§ **Action item**:
The reply should give back every entry exactly as written.

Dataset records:

________________________________________

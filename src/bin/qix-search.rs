//! qix-search - query a running indexing service from the command line.
//!
//! Prints one full path per result, or the whole response as JSON.

use std::path::PathBuf;
use std::time::Duration;

use anyhow::{Context, Result};
use clap::Parser;
use tracing::debug;

use qix::config::ClientConfig;
use qix::ipc::{IpcClient, ResultFields, SearchResponse, SortDirection, SortField};
use qix::QixError;

#[derive(Parser)]
#[command(name = "qix-search", about = "Search a running file-indexing service")]
#[command(version, long_about = None)]
struct Cli {
    /// Search text, in the service's query syntax
    query: Vec<String>,

    /// Maximum number of results
    #[arg(short = 'n', long)]
    max: Option<u32>,

    /// Skip this many results
    #[arg(long, default_value_t = 0)]
    offset: u32,

    /// Sort key: name, path, size, extension, type, date_created, date_modified,
    /// date_accessed, attributes, run_count, date_run or date_recently_changed
    #[arg(short, long, default_value = "name")]
    sort: SortField,

    #[arg(short, long)]
    descending: bool,

    /// Case-sensitive matching
    #[arg(short = 'c', long)]
    case: bool,

    #[arg(short = 'w', long)]
    whole_word: bool,

    /// Treat the query as a regular expression
    #[arg(short, long)]
    regex: bool,

    /// Match against full paths, not only names
    #[arg(short = 'p', long)]
    match_path: bool,

    /// Output fields, comma separated (name, path, full_path_and_name, extension,
    /// size, date_modified, run_count, highlighted_path, ...)
    #[arg(short, long, value_delimiter = ',')]
    fields: Vec<String>,

    /// Reply deadline in milliseconds
    #[arg(long)]
    timeout_ms: Option<u64>,

    /// Named service instance
    #[arg(long)]
    instance: Option<String>,

    /// Config file (defaults to the platform config directory)
    #[arg(long)]
    config: Option<PathBuf>,

    /// Print the response as JSON
    #[arg(long)]
    json: bool,

    /// Print service version and database status instead of searching
    #[arg(long)]
    info: bool,
}

#[tokio::main]
async fn main() -> Result<()> {
    let cli = Cli::parse();

    let mut config = match &cli.config {
        Some(path) => ClientConfig::load_from(path)?,
        None => ClientConfig::load()?,
    };
    if let Some(instance) = &cli.instance {
        config.endpoint.instance = Some(instance.clone());
    }
    if let Some(timeout_ms) = cli.timeout_ms {
        config.query.timeout_ms = timeout_ms;
    }

    let _guard = qix::logging::init(&config.logging);
    debug!("Using endpoint class '{}'", config.endpoint.class_name);

    let client = IpcClient::from_config(&config).context("Failed to set up the IPC client")?;

    if cli.info {
        return print_info(&client, cli.json).await;
    }

    let text = cli.query.join(" ");
    let mut builder = config
        .request_builder(text)?
        .match_case(cli.case)
        .whole_word(cli.whole_word)
        .regex(cli.regex)
        .match_path(cli.match_path)
        .offset(cli.offset)
        .sort(
            cli.sort,
            if cli.descending {
                SortDirection::Descending
            } else {
                SortDirection::Ascending
            },
        );
    if let Some(max) = cli.max {
        builder = builder.max_count(max);
    }
    if !cli.fields.is_empty() {
        builder = builder.fields(ResultFields::from_names(&cli.fields)?);
    }
    if let Some(timeout_ms) = cli.timeout_ms {
        builder = builder.timeout(Duration::from_millis(timeout_ms));
    }
    let request = builder.build()?;

    let response = client.query(request).await.map_err(explain)?;
    if cli.json {
        println!("{}", serde_json::to_string_pretty(&response)?);
    } else {
        print_paths(&response);
    }
    Ok(())
}

async fn print_info(client: &IpcClient, json: bool) -> Result<()> {
    let version = client.version().await.map_err(explain)?;
    let loaded = client.is_database_loaded().await.map_err(explain)?;

    if json {
        let info = serde_json::json!({
            "version": version,
            "database_loaded": loaded,
        });
        println!("{}", serde_json::to_string_pretty(&info)?);
    } else {
        println!("Service version: {}", version);
        println!("Database loaded: {}", if loaded { "yes" } else { "no" });
    }
    Ok(())
}

fn print_paths(response: &SearchResponse) {
    for record in &response.records {
        if let Some(path) = record.full_path() {
            println!("{}", path);
        }
    }
    if response.has_more() {
        eprintln!(
            "({} of {} matches shown)",
            response.len(),
            response.total_matches
        );
    }
}

/// Attach a hint for the errors a user can act on.
fn explain(err: QixError) -> anyhow::Error {
    let hint = match &err {
        QixError::ServiceUnavailable(_) => Some("start the indexing service and retry"),
        QixError::Timeout(_) => Some("the service may be busy; retry or raise --timeout-ms"),
        QixError::ProtocolMismatch(_) => Some("client and service versions may differ"),
        _ => None,
    };
    match hint {
        Some(hint) => anyhow::Error::new(err).context(hint),
        None => anyhow::Error::new(err),
    }
}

________________________________________

§ **Completed exercise**:
filename src/bin/qix-search.rs
//! qix-search - query a running indexing service from the command line.
//!
//! Prints one full path per result, or the whole response as JSON.

use std::path::PathBuf;
use std::time::Duration;

use anyhow::{Context, Result};
use clap::Parser;
use tracing::debug;

use qix::config::ClientConfig;
use qix::ipc::{IpcClient, ResultFields, SearchResponse, SortDirection, SortField};
use qix::QixError;

#[derive(Parser)]
#[command(name = "qix-search", about = "Search a running file-indexing service")]
#[command(version, long_about = None)]
struct Cli {
    /// Search text, in the service's query syntax
    query: Vec<String>,

    /// Maximum number of results
    #[arg(short = 'n', long)]
    max: Option<u32>,

    /// Skip this many results
    #[arg(long, default_value_t = 0)]
    offset: u32,

    /// Sort key: name, path, size, extension, type, date_created, date_modified,
    /// date_accessed, attributes, run_count, date_run or date_recently_changed
    #[arg(short, long, default_value = "name")]
    sort: SortField,

    #[arg(short, long)]
    descending: bool,

    /// Case-sensitive matching
    #[arg(short = 'c', long)]
    case: bool,

    #[arg(short = 'w', long)]
    whole_word: bool,

    /// Treat the query as a regular expression
    #[arg(short, long)]
    regex: bool,

    /// Match against full paths, not only names
    #[arg(short = 'p', long)]
    match_path: bool,

    /// Output fields, comma separated (name, path, full_path_and_name, extension,
    /// size, date_modified, run_count, highlighted_path, ...)
    #[arg(short, long, value_delimiter = ',')]
    fields: Vec<String>,

    /// Reply deadline in milliseconds
    #[arg(long)]
    timeout_ms: Option<u64>,

    /// Named service instance
    #[arg(long)]
    instance: Option<String>,

    /// Config file (defaults to the platform config directory)
    #[arg(long)]
    config: Option<PathBuf>,

    /// Print the response as JSON
    #[arg(long)]
    json: bool,

    /// Print service version and database status instead of searching
    #[arg(long)]
    info: bool,
}

#[tokio::main]
async fn main() -> Result<()> {
    let cli = Cli::parse();

    let mut config = match &cli.config {
        Some(path) => ClientConfig::load_from(path)?,
        None => ClientConfig::load()?,
    };
    if let Some(instance) = &cli.instance {
        config.endpoint.instance = Some(instance.clone());
    }
    if let Some(timeout_ms) = cli.timeout_ms {
        config.query.timeout_ms = timeout_ms;
    }

    let _guard = qix::logging::init(&config.logging);
    debug!("Using endpoint class '{}'", config.endpoint.class_name);

    let client = IpcClient::from_config(&config).context("Failed to set up the IPC client")?;

    if cli.info {
        return print_info(&client, cli.json).await;
    }

    let text = cli.query.join(" ");
    let mut builder = config
        .request_builder(text)?
        .match_case(cli.case)
        .whole_word(cli.whole_word)
        .regex(cli.regex)
        .match_path(cli.match_path)
        .offset(cli.offset)
        .sort(
            cli.sort,
            if cli.descending {
                SortDirection::Descending
            } else {
                SortDirection::Ascending
            },
        );
    if let Some(max) = cli.max {
        builder = builder.max_count(max);
    }
    if !cli.fields.is_empty() {
        builder = builder.fields(ResultFields::from_names(&cli.fields)?);
    }
    if let Some(timeout_ms) = cli.timeout_ms {
        builder = builder.timeout(Duration::from_millis(timeout_ms));
    }
    let request = builder.build()?;

    let response = client.query(request).await.map_err(explain)?;
    if cli.json {
        println!("{}", serde_json::to_string_pretty(&response)?);
    } else {
        print_paths(&response);
    }
    Ok(())
}

async fn print_info(client: &IpcClient, json: bool) -> Result<()> {
    let version = client.version().await.map_err(explain)?;
    let loaded = client.is_database_loaded().await.map_err(explain)?;

    if json {
        let info = serde_json::json!({
            "version": version,
            "database_loaded": loaded,
        });
        println!("{}", serde_json::to_string_pretty(&info)?);
    } else {
        println!("Service version: {}", version);
        println!("Database loaded: {}", if loaded { "yes" } else { "no" });
    }
    Ok(())
}

fn print_paths(response: &SearchResponse) {
    for record in &response.records {
        if let Some(path) = record.full_path() {
            println!("{}", path);
        }
    }
    if response.has_more() {
        eprintln!(
            "({} of {} matches shown)",
            response.len(),
            response.total_matches
        );
    }
}

/// Attach a hint for the errors a user can act on.
fn explain(err: QixError) -> anyhow::Error {
    let hint = match &err {
        QixError::ServiceUnavailable(_) => Some("start the indexing service and retry"),
        QixError::Timeout(_) => Some("the service may be busy; retry or raise --timeout-ms"),
        QixError::ProtocolMismatch(_) => Some("client and service versions may differ"),
        _ => None,
    };
    match hint {
        Some(hint) => anyhow::Error::new(err).context(hint),
        None => anyhow::Error::new(err),
    }
}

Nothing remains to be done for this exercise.